There are two common mistakes made at this point: one, just trying to replicate the relational tables into collections and two, completely scrapping any notion of the relationships between the data points.  Just because you are choosing to use a non-relational database does not mean your data doesn’t have relations.  The relations still exist but can now be handled in more scalable and flexible constructs.

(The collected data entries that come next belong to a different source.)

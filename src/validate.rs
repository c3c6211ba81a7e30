//! Structural health checks over the rows of one scope.

use std::collections::{HashMap, HashSet};
use std::fmt;

use serde::{Deserialize, Serialize};

use crate::error::NestedSetError;
use crate::node::{Boundary, Node, NodeId, Scope};
use crate::query::NodeFilter;
use crate::repository::NestedSetRepository;
use crate::store::{NodeStore, StoreTransaction};

/// Violation counters for one scope. All zero means the tree is sound.
#[derive(Copy, Clone, Debug, Default, PartialEq, Eq, Serialize, Deserialize)]
pub struct ErrorCounts {
    /// Rows with `rgt <= lft` or a missing/non-positive boundary.
    pub oddness: u64,
    /// Pairs of rows sharing a boundary value.
    pub duplicates: u64,
    /// Rows whose `parent_id` is not the nearest interval containing them.
    pub wrong_parent: u64,
    /// Rows pointing at a parent absent from the scope.
    pub missing_parent: u64,
}

impl ErrorCounts {
    pub fn is_clean(&self) -> bool {
        self.total() == 0
    }

    pub fn total(&self) -> u64 {
        self.oddness + self.duplicates + self.wrong_parent + self.missing_parent
    }
}

impl fmt::Display for ErrorCounts {
    fn fmt(&self, f: &mut fmt::Formatter<'_>) -> fmt::Result {
        write!(
            f,
            "oddness={}, duplicates={}, wrong_parent={}, missing_parent={}",
            self.oddness, self.duplicates, self.wrong_parent, self.missing_parent
        )
    }
}

fn is_well_formed(node: &Node) -> bool {
    node.lft >= 1 && node.lft < node.rgt
}

/// Run all four checks over `rows` (one scope, soft-deleted rows included).
pub fn count_errors(rows: &[Node]) -> ErrorCounts {
    let ids: HashSet<NodeId> = rows.iter().map(|node| node.id).collect();

    let oddness = rows.iter().filter(|node| !is_well_formed(node)).count() as u64;

    let missing_parent = rows
        .iter()
        .filter(|node| node.parent_id.is_some_and(|parent| !ids.contains(&parent)))
        .count() as u64;

    let expected = expected_parents(rows);
    let wrong_parent = rows
        .iter()
        .filter(|node| match node.parent_id {
            Some(parent) if !ids.contains(&parent) => false,
            actual => expected.get(&node.id).copied().flatten() != actual,
        })
        .count() as u64;

    ErrorCounts {
        oddness,
        duplicates: duplicate_pairs(rows),
        wrong_parent,
        missing_parent,
    }
}

fn duplicate_pairs(rows: &[Node]) -> u64 {
    let mut holders: HashMap<Boundary, HashSet<NodeId>> = HashMap::new();
    for node in rows {
        holders.entry(node.lft).or_default().insert(node.id);
        holders.entry(node.rgt).or_default().insert(node.id);
    }
    holders
        .values()
        .map(|ids| {
            let n = ids.len() as u64;
            n * n.saturating_sub(1) / 2
        })
        .sum()
}

/// Parent implied by the intervals: the nearest well-formed row strictly
/// containing each row.
fn expected_parents(rows: &[Node]) -> HashMap<NodeId, Option<NodeId>> {
    let mut order: Vec<&Node> = rows.iter().collect();
    order.sort_by_key(|node| (node.lft, std::cmp::Reverse(node.rgt), node.id));

    let mut open: Vec<&Node> = Vec::new();
    let mut expected = HashMap::with_capacity(rows.len());
    for node in order {
        // Containers ending before this row cannot contain it or anything after.
        while open.last().is_some_and(|top| top.rgt < node.lft) {
            open.pop();
        }
        let container = open
            .iter()
            .rev()
            .find(|candidate| candidate.lft < node.lft && node.rgt < candidate.rgt)
            .map(|candidate| candidate.id);
        expected.insert(node.id, container);
        if is_well_formed(node) {
            open.push(node);
        }
    }
    expected
}

impl<S> NestedSetRepository<S>
where
    S: NodeStore,
{
    /// Violation counters for `scope`, soft-deleted rows included.
    pub async fn count_errors(&self, scope: &Scope) -> Result<ErrorCounts, NestedSetError> {
        let mut txn = self.store().begin_read(scope).await?;
        let result = txn.select(&NodeFilter::new().with_deleted()).await;
        let rows = self.finish(txn, result).await?;
        Ok(count_errors(&rows))
    }

    /// Counters for every scope holding rows.
    pub async fn count_errors_all(&self) -> Result<Vec<(Scope, ErrorCounts)>, NestedSetError> {
        let scopes = self.store().scopes().await?;
        let mut report = Vec::with_capacity(scopes.len());
        for scope in scopes {
            let counts = self.count_errors(&scope).await?;
            report.push((scope, counts));
        }
        Ok(report)
    }

    pub async fn is_broken(&self, scope: &Scope) -> Result<bool, NestedSetError> {
        Ok(!self.count_errors(scope).await?.is_clean())
    }

    /// Fail with `CorruptionDetected` unless `scope` passes every check.
    pub async fn ensure_valid(&self, scope: &Scope) -> Result<(), NestedSetError> {
        let counts = self.count_errors(scope).await?;
        if counts.is_clean() {
            return Ok(());
        }
        tracing::warn!(%scope, %counts, "nested-set corruption detected");
        Err(NestedSetError::CorruptionDetected(counts))
    }
}

#[cfg(test)]
mod tests {
    use super::*;
    use crate::node::Scope;

    fn node(id: i64, parent: Option<i64>, lft: Boundary, rgt: Boundary) -> Node {
        Node {
            id: NodeId::new(id),
            parent_id: parent.map(NodeId::new),
            lft,
            rgt,
            scope: Scope::global(),
            deleted_at: None,
        }
    }

    fn chain() -> Vec<Node> {
        vec![
            node(1, None, 1, 6),
            node(2, Some(1), 2, 3),
            node(3, Some(1), 4, 5),
        ]
    }

    #[test]
    fn sound_tree_has_no_errors() {
        assert!(count_errors(&chain()).is_clean());
        assert!(count_errors(&[]).is_clean());
    }

    #[test]
    fn collapsed_interval_is_oddness_only() {
        let mut rows = chain();
        rows[1].rgt = rows[1].lft;
        let counts = count_errors(&rows);
        assert_eq!(
            counts,
            ErrorCounts {
                oddness: 1,
                ..ErrorCounts::default()
            }
        );
    }

    #[test]
    fn shared_boundaries_are_duplicates() {
        let mut rows = chain();
        rows[2].lft = 2;
        rows[2].rgt = 3;
        let counts = count_errors(&rows);
        // two rows share both 2 and 3
        assert_eq!(counts.duplicates, 2);
        assert_eq!(counts.oddness, 0);
    }

    #[test]
    fn parent_disagreeing_with_intervals_is_wrong_parent() {
        let mut rows = chain();
        rows[2].parent_id = Some(NodeId::new(2));
        let counts = count_errors(&rows);
        assert_eq!(counts.wrong_parent, 1);

        let mut rows = chain();
        rows[0].parent_id = Some(NodeId::new(3));
        let counts = count_errors(&rows);
        assert_eq!(counts.wrong_parent, 1);
    }

    #[test]
    fn dangling_parent_is_missing_parent_not_wrong_parent() {
        let mut rows = chain();
        rows[2].parent_id = Some(NodeId::new(42));
        let counts = count_errors(&rows);
        assert_eq!(counts.missing_parent, 1);
        assert_eq!(counts.wrong_parent, 0);
    }

    #[test]
    fn display_lists_every_counter() {
        let counts = ErrorCounts {
            oddness: 1,
            duplicates: 2,
            wrong_parent: 3,
            missing_parent: 4,
        };
        assert_eq!(
            counts.to_string(),
            "oddness=1, duplicates=2, wrong_parent=3, missing_parent=4"
        );
        assert_eq!(counts.total(), 10);
    }
}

I plan to focus on two aspects of the implementation: Product Category and Payment Methods.  

Product Category

The important point to remember here is the only thing that stays the same is change.  A basic technique used an RDBM is the use of what I call “set” tables.  The sole purpose of these tables is to allow flexibility in label naming conventions while insulating the internal working of the system from these labels that may change over time.  This means that that every label has a corresponding ID that is used by the system to identify it.  The label itself is used for UI purposes and can be modified without affecting functionality.  There is absolutely no reason to abandon this technique when moving to a schema-less database.

Payment Info

Many years ago I remember coming across the C programming union and its’ seemly limitless possibilities.  It allowed one variable to morph into any number of things and an array of unions could encapsulated a variety of information into a collection.  It’s not surprising then that MongoDB refers to tables as collections and the individual elements of that collection can be anything you want.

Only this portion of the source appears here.